### Prompt
In the entries below, find every line holding the string "Result" and collect it.

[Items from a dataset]
//! CSV writing for the export tables.

use std::fs::File;
use std::io::Write;
use std::path::Path;

use anyhow::{Context, Result};
use contactlog_core::Table;

/// Writes one table to a CSV file.
pub fn write_table(path: &Path, table: &Table) -> Result<()> {
    let file = File::create(path).with_context(|| format!("creating {}", path.display()))?;
    write_to(file, &[table])
}

/// Writes the two statistics tables to one CSV file, separated by a blank
/// line.
pub fn write_stats(path: &Path, by_domain: &Table, by_email: &Table) -> Result<()> {
    let file = File::create(path).with_context(|| format!("creating {}", path.display()))?;
    write_to(file, &[by_domain, by_email])
}

fn write_to(out: impl Write, tables: &[&Table]) -> Result<()> {
    // Flexible: stacked tables and the blank separator differ in width
    let mut writer = csv::WriterBuilder::new().flexible(true).from_writer(out);
    for (i, table) in tables.iter().enumerate() {
        if i > 0 {
            writer.write_record([""])?;
        }
        writer.write_record(&table.header)?;
        for row in &table.rows {
            writer.write_record(row)?;
        }
    }
    writer.flush()?;
    Ok(())
}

### Task response
use anyhow::{Context, Result};
pub fn write_table(path: &Path, table: &Table) -> Result<()> {
pub fn write_stats(path: &Path, by_domain: &Table, by_email: &Table) -> Result<()> {
fn write_to(out: impl Write, tables: &[&Table]) -> Result<()> {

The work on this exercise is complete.